Tracking the Social Impacts of the Fintech Industry – Part II

Tracking the Social Impacts of the Fintech Industry – Part II

Part II: Harnessing impact potential

There are several steps fintech firms can take to up their impact investment game. Read on to know more:

The global impact investment industry – though rather nascent – already spans several sectors, regions, and asset classes. In 2020, the Global Investment Impact Network (GIIN), the body monitoring the volume of and regulations within the impact investment sphere, published an annual report estimating the size of the market at about $715 billion. US asset management giant Mercer currently estimates a $12 trillion growth opportunity in the sector by 2030.

Impact funds (equity) usually target returns between 15% and 25%, according to the Mint.

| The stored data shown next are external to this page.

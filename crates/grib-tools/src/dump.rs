//! Parsing of `grib_dump -j` output into grid records.

use serde::Deserialize;
use serde_json::Value;
use tracing::debug;
use wind_common::{GridRecord, WindError, WindResult};

/// Number of points along a parallel.
pub const WIDTH_KEY: &str = "Ni";
/// Number of points along a meridian. Used as-is, with no off-by-one adjustment.
pub const HEIGHT_KEY: &str = "Nj";
pub const MINIMUM_KEY: &str = "minimum";
pub const MAXIMUM_KEY: &str = "maximum";
pub const VALUES_KEY: &str = "values";

/// One `{ "key": .., "value": .. }` entry of a dumped message.
#[derive(Debug, Clone, Deserialize)]
pub struct FieldRecord {
    pub key: String,
    #[serde(default)]
    pub value: Value,
}

/// Structured dump of a GRIB file as produced by `grib_dump -j`.
#[derive(Debug, Clone, Deserialize)]
pub struct StructuredDump {
    messages: Vec<Vec<FieldRecord>>,
}

impl StructuredDump {
    /// Parse JSON bytes, requiring at least one message.
    pub fn from_slice(bytes: &[u8]) -> WindResult<Self> {
        let dump: StructuredDump = serde_json::from_slice(bytes)
            .map_err(|e| WindError::MalformedDump(format!("invalid JSON: {}", e)))?;

        if dump.messages.is_empty() {
            return Err(WindError::MalformedDump(
                "dump contains no messages".to_string(),
            ));
        }

        debug!(
            messages = dump.messages.len(),
            fields = dump.messages[0].len(),
            "Parsed grid dump"
        );
        Ok(dump)
    }

    /// Field records of the first message.
    pub fn first_message(&self) -> &[FieldRecord] {
        self.messages.first().map(Vec::as_slice).unwrap_or(&[])
    }

    /// Number of messages in the dump.
    pub fn message_count(&self) -> usize {
        self.messages.len()
    }
}

/// Look up a field by name in the first message.
///
/// Linear search; the first record with a matching key wins. Returns `None`
/// for unknown keys.
pub fn extract<'a>(dump: &'a StructuredDump, key: &str) -> Option<&'a Value> {
    dump.first_message()
        .iter()
        .find(|record| record.key == key)
        .map(|record| &record.value)
}

fn require<'a>(dump: &'a StructuredDump, key: &str) -> WindResult<&'a Value> {
    extract(dump, key).ok_or_else(|| WindError::FieldNotFound(key.to_string()))
}

fn dimension(dump: &StructuredDump, key: &str) -> WindResult<usize> {
    let value = require(dump, key)?;
    value
        .as_u64()
        .and_then(|n| usize::try_from(n).ok())
        .filter(|&n| n > 0)
        .ok_or_else(|| {
            WindError::MalformedDump(format!(
                "field '{}' must be a positive integer, got {}",
                key, value
            ))
        })
}

fn samples(dump: &StructuredDump) -> WindResult<Vec<f64>> {
    let value = require(dump, VALUES_KEY)?;
    let array = value.as_array().ok_or_else(|| {
        WindError::MalformedDump(format!("field '{}' is not an array", VALUES_KEY))
    })?;

    array
        .iter()
        .enumerate()
        .map(|(i, v)| {
            v.as_f64().ok_or_else(|| {
                WindError::MalformedDump(format!(
                    "field '{}' has non-numeric entry {} at index {}",
                    VALUES_KEY, v, i
                ))
            })
        })
        .collect()
}

/// Decode the first message of a dump into a typed grid record.
///
/// `Ni`, `Nj` and `values` are required. `minimum` and `maximum` are kept
/// when present but never required.
pub fn decode_record(dump: &StructuredDump) -> WindResult<GridRecord> {
    let width = dimension(dump, WIDTH_KEY)?;
    let height = dimension(dump, HEIGHT_KEY)?;
    let samples = samples(dump)?;

    let minimum = extract(dump, MINIMUM_KEY).and_then(Value::as_f64);
    let maximum = extract(dump, MAXIMUM_KEY).and_then(Value::as_f64);

    let record = GridRecord::new(width, height, samples)?.with_extrema(minimum, maximum);
    debug!(
        width,
        height,
        minimum = ?minimum,
        maximum = ?maximum,
        "Decoded grid record"
    );
    Ok(record)
}

#[cfg(test)]
mod tests {
    use super::*;
    use serde_json::json;

    fn dump(fields: Value) -> StructuredDump {
        let doc = json!({ "messages": [fields] });
        StructuredDump::from_slice(doc.to_string().as_bytes()).unwrap()
    }

    #[test]
    fn test_extract_unknown_key_is_absent() {
        let d = dump(json!([{ "key": "Ni", "value": 2 }]));
        assert!(extract(&d, "Nx").is_none());
    }

    #[test]
    fn test_extract_first_match_wins() {
        let d = dump(json!([
            { "key": "Ni", "value": 4 },
            { "key": "Ni", "value": 8 }
        ]));
        assert_eq!(extract(&d, "Ni"), Some(&json!(4)));
    }

    #[test]
    fn test_extract_only_reads_first_message() {
        let doc = json!({ "messages": [
            [{ "key": "Ni", "value": 1 }],
            [{ "key": "Nj", "value": 1 }]
        ]});
        let d = StructuredDump::from_slice(doc.to_string().as_bytes()).unwrap();
        assert_eq!(d.message_count(), 2);
        assert!(extract(&d, "Nj").is_none());
    }

    #[test]
    fn test_missing_messages_is_malformed() {
        let err = StructuredDump::from_slice(br#"{"messages": []}"#).unwrap_err();
        assert!(matches!(err, WindError::MalformedDump(_)));

        let err = StructuredDump::from_slice(br#"{"other": 1}"#).unwrap_err();
        assert!(matches!(err, WindError::MalformedDump(_)));

        let err = StructuredDump::from_slice(b"not json").unwrap_err();
        assert!(matches!(err, WindError::MalformedDump(_)));
    }

    #[test]
    fn test_decode_record() {
        let d = dump(json!([
            { "key": "Ni", "value": 3 },
            { "key": "Nj", "value": 2 },
            { "key": "minimum", "value": -1.5 },
            { "key": "maximum", "value": 6 },
            { "key": "values", "value": [1, 2, 3, 4, 5.5, -1.5] }
        ]));
        let record = decode_record(&d).unwrap();
        assert_eq!(record.width(), 3);
        assert_eq!(record.height(), 2);
        assert_eq!(record.samples(), &[1.0, 2.0, 3.0, 4.0, 5.5, -1.5]);
        assert_eq!(record.minimum(), Some(-1.5));
        assert_eq!(record.maximum(), Some(6.0));
    }

    #[test]
    fn test_decode_tolerates_missing_extrema() {
        let d = dump(json!([
            { "key": "Ni", "value": 1 },
            { "key": "Nj", "value": 1 },
            { "key": "values", "value": [0.25] }
        ]));
        let record = decode_record(&d).unwrap();
        assert_eq!(record.minimum(), None);
        assert_eq!(record.maximum(), None);
    }

    #[test]
    fn test_decode_requires_dimensions_and_values() {
        let d = dump(json!([
            { "key": "Nj", "value": 1 },
            { "key": "values", "value": [0.25] }
        ]));
        match decode_record(&d) {
            Err(WindError::FieldNotFound(key)) => assert_eq!(key, "Ni"),
            other => panic!("expected FieldNotFound, got {:?}", other),
        }

        let d = dump(json!([
            { "key": "Ni", "value": 1 },
            { "key": "Nj", "value": 1 }
        ]));
        match decode_record(&d) {
            Err(WindError::FieldNotFound(key)) => assert_eq!(key, "values"),
            other => panic!("expected FieldNotFound, got {:?}", other),
        }
    }

    #[test]
    fn test_decode_rejects_bad_shapes() {
        let d = dump(json!([
            { "key": "Ni", "value": "wide" },
            { "key": "Nj", "value": 1 },
            { "key": "values", "value": [0.0] }
        ]));
        assert!(matches!(decode_record(&d), Err(WindError::MalformedDump(_))));

        let d = dump(json!([
            { "key": "Ni", "value": 2 },
            { "key": "Nj", "value": 2 },
            { "key": "values", "value": [0.0, 1.0, 2.0] }
        ]));
        assert!(matches!(decode_record(&d), Err(WindError::MalformedDump(_))));

        let d = dump(json!([
            { "key": "Ni", "value": 1 },
            { "key": "Nj", "value": 1 },
            { "key": "values", "value": [null] }
        ]));
        assert!(matches!(decode_record(&d), Err(WindError::MalformedDump(_))));
    }
}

Image: Measuring impact; Source: OECD

That the social impact promises of the fintech industry are aplenty is a fact well discussed in Part I, but as the Harvard Business Review discusses adroitly: “in the current disclosure landscape, it is much more common for firms to treat issues of impact as potential risks as opposed to opportunities, so it is not surprising that mission statements and impact-related disclosures are misaligned.”

Correcting this misalignment provides firms opportunities for improved calibration of the firm’s mission with operations, thereby allowing investors to make more informed impact-related decisions. For fintech firms, for example, as the scarcity of capital becomes more evident further down their life cycle, disclosures on product impact can aid in the differentiation needed for investors in the fast-growing impact investment category.

Improving impact management on myriad material issues is a driver for innovation and profit and the eventual bottom line: growth. This process, reports the HBR, “creates a virtuous cycle: product iteration and innovation to support a more diverse and financially healthier customer base drives business.”

Harnessing impact potential

The primary challenge is standardized monitoring.

The good news, however, is that fintech firms and investors can go into advanced impact measurement and management in clear ways and the process can, in fact, be extrapolated beyond the fintech industry seeking to identify and expand impact. Some of the specific aspects to keep in mind here are:

  • Parsing specific impact goals against the backdrop of revenue models: There are several fintech firms that identify broad goals such as economic growth instead of identifying specific impact areas aligned with their core services and products. Financial health, for example, maybe more about disruptive products whilst financial inclusion goals are more about affordability and delivery channels. Along similar lines, even fewer companies report outcomes by gender or race, and ethnicity. By not tracking these variables, a major opportunity may be lost both in terms of growth and impact.
  • Experimentation with approaches quantifying products’ social impacts: The Harvard Business Review reports:

“Based on the Impact Weighted Accounts project, fintech companies can begin to quantify product impact in ways that are rigorous and comparable. We have identified a preliminary approach for fintech-enabled transactions and compared PayPal and Shopify given sufficient, albeit still limited, public data.

Analysis reveals that product impact can vary meaningfully between fintech companies, with PayPal’s impact driven by the affordability of services and Shopify’s impact driven by access among small and medium-sized businesses, a group traditionally underserved by financial services. Such quantification efforts can help investors make investment and engagement decisions while helping fintech leaders manage toward greater impact.”

  • Championing standards for health and financial inclusion: There is not, as of yet, a standardized means of defining and measuring financial inclusion and financial health among most firms. Fintech firms are currently partnering with the International Sustainability Standards Board and other expert intermediaries such as the Financial Health Network developing metrics for actionable and meaningful outcomes.

Embracing interim metrics on the path to outcomes, in this regard, is essential owing to the time lag between identifying compelling metrics and engaging in external assurance processes.

  • Establishing flexible systems: The most important aspects and metrics to be considered usually vary amongst stakeholders over time based on how investors and firms develop more nuanced impact theses and their evolving goals and questions.

Fintech firms can deal with this by managing relevant data on a wide range of product impact topics, such as digital stewardship, financial health, and financial inclusion. “Fintech companies can also work to organize disclosures such that metrics follow impact headlines and can be readily bundled and unbundled,” write Zoe Bulger and Ethan Rouen for the HBR.